Task item: Report back each line of the records that contains the string "MergeStrategy".

Source data:

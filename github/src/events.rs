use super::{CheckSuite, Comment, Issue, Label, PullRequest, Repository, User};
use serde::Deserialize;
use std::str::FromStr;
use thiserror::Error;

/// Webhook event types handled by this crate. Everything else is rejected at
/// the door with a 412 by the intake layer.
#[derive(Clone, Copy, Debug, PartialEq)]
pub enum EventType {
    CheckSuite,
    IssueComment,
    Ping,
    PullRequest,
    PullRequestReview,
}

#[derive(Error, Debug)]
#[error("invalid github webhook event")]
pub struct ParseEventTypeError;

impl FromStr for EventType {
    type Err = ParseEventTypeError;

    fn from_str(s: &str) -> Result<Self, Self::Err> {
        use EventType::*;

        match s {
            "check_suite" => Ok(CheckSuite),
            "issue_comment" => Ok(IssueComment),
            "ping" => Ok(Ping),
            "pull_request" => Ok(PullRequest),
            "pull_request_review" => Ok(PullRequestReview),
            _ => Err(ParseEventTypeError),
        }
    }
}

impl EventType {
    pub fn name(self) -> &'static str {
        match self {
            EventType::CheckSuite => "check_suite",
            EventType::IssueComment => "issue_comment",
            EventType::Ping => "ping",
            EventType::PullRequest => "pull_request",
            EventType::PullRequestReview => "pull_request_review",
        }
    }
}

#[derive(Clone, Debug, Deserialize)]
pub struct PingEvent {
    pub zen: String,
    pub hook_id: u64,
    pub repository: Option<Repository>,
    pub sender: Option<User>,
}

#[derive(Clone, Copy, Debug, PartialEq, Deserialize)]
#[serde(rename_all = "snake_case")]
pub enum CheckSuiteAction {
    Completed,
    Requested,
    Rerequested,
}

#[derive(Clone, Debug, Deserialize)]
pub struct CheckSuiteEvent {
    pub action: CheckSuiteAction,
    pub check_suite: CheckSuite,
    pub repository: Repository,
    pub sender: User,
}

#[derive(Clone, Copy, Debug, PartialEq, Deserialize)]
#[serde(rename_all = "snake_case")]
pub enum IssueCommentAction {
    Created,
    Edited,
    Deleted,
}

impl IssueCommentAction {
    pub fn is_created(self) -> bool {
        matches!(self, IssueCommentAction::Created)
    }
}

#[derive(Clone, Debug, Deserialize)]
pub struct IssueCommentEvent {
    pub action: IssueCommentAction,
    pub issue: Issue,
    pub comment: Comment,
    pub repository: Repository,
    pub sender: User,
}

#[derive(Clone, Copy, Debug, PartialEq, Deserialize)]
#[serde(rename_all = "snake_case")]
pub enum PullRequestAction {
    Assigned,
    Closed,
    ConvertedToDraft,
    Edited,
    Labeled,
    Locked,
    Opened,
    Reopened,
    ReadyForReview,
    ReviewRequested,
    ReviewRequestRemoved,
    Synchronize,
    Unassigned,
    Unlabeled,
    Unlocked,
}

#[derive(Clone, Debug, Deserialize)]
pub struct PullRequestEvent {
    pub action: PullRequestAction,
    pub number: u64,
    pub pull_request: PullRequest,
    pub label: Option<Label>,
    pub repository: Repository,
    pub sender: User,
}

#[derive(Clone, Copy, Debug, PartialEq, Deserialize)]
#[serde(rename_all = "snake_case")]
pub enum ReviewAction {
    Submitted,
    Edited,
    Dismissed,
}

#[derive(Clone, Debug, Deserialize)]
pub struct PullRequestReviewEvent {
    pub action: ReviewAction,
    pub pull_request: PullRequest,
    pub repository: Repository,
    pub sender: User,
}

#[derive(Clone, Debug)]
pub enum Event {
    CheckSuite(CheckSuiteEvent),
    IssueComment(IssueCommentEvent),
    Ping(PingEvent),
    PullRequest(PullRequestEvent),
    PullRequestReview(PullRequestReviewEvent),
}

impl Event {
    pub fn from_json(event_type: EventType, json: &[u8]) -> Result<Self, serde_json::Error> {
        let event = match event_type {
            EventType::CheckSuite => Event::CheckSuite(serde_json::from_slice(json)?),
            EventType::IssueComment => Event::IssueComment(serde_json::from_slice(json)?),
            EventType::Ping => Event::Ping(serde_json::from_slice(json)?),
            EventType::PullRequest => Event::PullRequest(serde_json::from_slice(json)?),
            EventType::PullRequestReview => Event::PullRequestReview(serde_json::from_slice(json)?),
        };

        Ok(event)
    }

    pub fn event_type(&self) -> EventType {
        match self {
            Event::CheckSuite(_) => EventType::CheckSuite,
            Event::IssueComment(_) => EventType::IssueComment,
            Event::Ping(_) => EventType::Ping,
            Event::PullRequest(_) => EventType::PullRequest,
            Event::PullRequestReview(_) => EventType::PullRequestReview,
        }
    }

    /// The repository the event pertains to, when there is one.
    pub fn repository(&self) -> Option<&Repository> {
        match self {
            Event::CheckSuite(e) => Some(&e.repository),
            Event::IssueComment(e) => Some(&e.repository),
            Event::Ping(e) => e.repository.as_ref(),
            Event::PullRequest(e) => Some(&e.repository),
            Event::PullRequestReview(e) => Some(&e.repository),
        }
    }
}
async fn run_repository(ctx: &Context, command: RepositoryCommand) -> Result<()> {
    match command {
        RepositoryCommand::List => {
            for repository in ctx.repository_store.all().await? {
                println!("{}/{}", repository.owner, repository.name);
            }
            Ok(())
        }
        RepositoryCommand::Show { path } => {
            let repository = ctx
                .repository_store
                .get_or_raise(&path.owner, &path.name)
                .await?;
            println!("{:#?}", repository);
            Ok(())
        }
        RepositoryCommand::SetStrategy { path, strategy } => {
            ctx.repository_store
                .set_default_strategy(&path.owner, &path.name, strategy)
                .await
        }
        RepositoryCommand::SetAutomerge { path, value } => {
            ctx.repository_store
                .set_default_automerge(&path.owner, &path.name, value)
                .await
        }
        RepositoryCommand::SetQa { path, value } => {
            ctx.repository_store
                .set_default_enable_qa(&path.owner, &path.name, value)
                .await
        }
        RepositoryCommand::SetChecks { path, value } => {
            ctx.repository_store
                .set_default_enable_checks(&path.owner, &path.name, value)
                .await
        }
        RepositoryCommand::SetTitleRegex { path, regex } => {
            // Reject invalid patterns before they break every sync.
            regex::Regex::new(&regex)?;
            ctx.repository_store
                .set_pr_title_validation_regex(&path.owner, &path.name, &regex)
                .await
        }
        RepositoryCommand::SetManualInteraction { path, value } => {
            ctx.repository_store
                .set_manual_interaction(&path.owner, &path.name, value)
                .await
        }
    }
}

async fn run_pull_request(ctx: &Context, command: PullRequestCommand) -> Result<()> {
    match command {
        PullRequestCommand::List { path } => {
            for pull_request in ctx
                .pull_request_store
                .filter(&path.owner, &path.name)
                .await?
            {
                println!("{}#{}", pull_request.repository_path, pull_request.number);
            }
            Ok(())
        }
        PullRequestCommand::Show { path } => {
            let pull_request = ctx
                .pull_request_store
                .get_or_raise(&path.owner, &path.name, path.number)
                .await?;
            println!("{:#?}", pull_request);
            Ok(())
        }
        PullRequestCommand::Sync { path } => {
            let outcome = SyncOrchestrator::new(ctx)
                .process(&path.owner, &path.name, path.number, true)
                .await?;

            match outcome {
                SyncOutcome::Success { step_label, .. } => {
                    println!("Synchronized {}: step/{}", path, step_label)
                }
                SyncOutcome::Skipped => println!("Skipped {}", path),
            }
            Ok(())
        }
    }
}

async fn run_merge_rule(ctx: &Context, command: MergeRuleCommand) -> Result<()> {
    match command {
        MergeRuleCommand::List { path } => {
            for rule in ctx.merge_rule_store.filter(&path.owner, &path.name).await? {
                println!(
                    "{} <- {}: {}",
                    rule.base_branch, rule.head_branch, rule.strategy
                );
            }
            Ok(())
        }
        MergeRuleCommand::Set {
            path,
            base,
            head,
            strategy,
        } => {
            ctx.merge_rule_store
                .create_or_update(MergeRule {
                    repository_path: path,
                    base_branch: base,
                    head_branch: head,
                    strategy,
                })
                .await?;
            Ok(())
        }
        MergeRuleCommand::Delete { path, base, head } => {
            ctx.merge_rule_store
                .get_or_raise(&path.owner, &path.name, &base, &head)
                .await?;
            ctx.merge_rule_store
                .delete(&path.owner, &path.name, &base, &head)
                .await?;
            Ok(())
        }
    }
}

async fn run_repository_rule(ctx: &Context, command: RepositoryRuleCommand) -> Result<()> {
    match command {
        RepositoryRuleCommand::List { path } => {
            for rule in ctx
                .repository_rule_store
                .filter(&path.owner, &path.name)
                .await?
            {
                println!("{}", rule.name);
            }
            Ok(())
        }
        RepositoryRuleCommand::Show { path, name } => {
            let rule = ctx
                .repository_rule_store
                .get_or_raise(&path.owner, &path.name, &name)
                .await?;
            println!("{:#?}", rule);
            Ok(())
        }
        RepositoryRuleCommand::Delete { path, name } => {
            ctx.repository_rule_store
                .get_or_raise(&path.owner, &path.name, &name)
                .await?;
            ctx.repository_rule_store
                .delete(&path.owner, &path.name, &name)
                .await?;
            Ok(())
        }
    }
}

==

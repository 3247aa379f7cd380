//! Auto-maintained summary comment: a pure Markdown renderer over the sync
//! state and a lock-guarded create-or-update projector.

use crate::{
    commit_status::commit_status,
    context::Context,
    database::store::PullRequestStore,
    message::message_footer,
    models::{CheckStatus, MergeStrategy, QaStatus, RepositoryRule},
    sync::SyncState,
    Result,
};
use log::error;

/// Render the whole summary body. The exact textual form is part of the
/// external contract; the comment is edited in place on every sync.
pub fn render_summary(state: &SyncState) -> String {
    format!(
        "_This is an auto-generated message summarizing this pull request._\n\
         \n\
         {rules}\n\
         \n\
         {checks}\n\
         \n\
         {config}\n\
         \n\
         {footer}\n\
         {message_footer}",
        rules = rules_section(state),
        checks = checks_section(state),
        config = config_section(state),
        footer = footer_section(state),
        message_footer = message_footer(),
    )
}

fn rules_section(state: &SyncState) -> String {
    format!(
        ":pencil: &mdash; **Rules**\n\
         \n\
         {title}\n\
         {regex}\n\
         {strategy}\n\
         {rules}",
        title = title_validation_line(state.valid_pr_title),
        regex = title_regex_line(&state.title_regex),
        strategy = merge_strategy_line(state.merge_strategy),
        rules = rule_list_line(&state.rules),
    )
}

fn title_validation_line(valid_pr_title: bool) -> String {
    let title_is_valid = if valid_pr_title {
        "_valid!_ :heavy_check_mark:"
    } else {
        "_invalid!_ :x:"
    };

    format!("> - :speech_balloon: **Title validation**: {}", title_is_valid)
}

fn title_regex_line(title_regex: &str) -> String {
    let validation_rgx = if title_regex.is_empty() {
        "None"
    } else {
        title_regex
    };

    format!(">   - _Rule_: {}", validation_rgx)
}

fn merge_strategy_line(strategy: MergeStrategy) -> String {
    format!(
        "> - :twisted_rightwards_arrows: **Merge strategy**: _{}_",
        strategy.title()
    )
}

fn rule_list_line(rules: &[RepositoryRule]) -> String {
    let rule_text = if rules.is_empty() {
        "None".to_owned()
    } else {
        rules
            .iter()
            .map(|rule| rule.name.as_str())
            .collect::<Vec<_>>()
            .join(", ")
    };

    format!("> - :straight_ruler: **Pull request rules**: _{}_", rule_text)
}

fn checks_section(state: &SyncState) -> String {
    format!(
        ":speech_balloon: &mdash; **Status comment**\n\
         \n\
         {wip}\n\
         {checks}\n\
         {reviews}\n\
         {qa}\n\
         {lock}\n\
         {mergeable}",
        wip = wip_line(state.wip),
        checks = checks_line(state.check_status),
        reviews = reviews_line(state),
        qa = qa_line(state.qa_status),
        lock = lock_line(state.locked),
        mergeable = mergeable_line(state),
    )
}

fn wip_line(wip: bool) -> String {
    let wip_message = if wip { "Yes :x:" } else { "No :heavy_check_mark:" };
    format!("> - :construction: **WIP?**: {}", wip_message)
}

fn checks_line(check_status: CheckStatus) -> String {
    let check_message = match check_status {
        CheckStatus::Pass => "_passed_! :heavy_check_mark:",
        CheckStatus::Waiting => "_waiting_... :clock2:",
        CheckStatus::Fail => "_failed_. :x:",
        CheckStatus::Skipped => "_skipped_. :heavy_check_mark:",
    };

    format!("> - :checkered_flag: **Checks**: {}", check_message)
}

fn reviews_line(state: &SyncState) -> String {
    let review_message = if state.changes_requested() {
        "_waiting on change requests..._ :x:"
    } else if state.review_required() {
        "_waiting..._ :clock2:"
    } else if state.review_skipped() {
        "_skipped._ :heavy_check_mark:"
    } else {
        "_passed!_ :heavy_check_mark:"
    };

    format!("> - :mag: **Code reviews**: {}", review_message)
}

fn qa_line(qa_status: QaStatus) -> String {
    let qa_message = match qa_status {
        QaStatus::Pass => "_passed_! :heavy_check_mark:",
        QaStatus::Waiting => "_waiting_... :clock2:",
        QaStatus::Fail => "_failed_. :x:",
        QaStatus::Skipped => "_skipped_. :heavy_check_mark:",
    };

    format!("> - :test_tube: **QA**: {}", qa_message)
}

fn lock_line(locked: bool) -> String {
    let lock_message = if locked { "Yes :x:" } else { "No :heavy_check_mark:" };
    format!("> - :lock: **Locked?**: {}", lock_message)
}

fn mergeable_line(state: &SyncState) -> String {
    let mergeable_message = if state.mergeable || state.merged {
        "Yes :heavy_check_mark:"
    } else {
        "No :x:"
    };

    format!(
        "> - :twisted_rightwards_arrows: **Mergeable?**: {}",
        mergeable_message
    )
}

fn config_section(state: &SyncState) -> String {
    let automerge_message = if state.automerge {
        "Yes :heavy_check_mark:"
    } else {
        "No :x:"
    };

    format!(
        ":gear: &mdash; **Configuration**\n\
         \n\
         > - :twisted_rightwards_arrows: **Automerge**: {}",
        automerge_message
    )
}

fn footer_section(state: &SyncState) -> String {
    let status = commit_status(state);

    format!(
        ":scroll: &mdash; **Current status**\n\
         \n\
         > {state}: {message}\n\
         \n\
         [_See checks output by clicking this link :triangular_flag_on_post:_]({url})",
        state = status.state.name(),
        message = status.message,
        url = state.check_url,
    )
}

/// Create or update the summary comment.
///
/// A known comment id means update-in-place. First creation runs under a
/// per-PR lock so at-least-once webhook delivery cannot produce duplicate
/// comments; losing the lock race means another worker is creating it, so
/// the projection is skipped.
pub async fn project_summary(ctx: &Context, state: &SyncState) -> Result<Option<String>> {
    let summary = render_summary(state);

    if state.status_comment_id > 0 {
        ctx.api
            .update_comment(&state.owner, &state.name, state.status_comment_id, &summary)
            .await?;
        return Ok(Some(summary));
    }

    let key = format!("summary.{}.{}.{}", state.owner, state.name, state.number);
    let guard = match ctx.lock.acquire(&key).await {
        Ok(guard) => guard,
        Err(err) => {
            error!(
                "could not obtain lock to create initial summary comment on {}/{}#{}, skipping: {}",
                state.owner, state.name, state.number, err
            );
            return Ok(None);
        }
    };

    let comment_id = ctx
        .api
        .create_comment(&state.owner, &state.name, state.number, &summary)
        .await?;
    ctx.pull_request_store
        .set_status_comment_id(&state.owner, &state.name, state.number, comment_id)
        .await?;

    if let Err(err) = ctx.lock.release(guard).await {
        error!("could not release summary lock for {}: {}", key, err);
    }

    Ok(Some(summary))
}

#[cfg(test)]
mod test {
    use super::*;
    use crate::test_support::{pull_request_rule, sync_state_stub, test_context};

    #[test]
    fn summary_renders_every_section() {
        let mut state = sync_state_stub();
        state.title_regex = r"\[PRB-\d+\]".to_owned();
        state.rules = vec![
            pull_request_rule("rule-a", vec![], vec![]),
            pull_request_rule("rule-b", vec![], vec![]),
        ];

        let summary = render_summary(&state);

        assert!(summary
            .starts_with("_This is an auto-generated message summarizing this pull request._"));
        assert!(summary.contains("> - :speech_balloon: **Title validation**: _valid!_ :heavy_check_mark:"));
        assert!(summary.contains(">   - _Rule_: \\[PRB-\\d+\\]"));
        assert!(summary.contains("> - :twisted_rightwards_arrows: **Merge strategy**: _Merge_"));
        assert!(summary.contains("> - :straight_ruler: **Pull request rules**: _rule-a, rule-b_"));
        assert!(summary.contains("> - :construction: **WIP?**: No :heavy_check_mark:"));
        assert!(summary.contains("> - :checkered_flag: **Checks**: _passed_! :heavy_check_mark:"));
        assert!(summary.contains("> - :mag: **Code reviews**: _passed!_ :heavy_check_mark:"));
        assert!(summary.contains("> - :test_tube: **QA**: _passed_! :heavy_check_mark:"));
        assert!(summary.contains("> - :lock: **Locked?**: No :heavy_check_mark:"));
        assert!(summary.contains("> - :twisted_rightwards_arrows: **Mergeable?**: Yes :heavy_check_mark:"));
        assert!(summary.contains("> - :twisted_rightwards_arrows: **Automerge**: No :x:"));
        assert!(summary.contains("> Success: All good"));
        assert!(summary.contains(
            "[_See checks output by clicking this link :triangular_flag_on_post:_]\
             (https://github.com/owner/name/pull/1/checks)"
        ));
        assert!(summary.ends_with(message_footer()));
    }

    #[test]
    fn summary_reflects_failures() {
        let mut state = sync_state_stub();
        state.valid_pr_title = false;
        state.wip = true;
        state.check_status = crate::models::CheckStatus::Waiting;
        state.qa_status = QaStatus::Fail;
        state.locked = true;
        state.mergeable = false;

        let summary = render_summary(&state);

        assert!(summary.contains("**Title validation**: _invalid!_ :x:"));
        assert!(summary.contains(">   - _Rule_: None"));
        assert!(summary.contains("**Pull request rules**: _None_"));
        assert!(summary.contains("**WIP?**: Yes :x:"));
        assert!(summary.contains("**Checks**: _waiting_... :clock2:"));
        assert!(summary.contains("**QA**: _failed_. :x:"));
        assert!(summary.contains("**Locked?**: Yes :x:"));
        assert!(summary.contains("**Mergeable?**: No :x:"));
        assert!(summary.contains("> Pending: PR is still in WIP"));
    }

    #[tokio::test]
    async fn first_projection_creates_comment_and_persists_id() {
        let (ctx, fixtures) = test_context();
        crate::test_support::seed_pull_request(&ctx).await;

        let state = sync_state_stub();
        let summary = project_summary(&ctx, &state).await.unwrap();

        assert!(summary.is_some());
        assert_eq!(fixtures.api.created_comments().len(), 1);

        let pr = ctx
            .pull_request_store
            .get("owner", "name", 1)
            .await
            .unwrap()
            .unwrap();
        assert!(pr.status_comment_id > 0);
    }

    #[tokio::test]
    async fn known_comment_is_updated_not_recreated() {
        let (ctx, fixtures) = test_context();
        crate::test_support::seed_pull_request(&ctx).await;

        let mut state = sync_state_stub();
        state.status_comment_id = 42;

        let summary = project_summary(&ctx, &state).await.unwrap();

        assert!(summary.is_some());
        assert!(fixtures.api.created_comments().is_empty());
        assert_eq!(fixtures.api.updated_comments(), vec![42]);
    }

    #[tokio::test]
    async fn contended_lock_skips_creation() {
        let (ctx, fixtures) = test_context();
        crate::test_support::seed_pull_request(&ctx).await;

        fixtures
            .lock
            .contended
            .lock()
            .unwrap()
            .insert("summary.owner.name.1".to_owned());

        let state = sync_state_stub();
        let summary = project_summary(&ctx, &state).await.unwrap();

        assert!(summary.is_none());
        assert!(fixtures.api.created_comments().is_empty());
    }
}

Solution to the exercise:
    models::{CheckStatus, MergeStrategy, QaStatus, RepositoryRule},
fn merge_strategy_line(strategy: MergeStrategy) -> String {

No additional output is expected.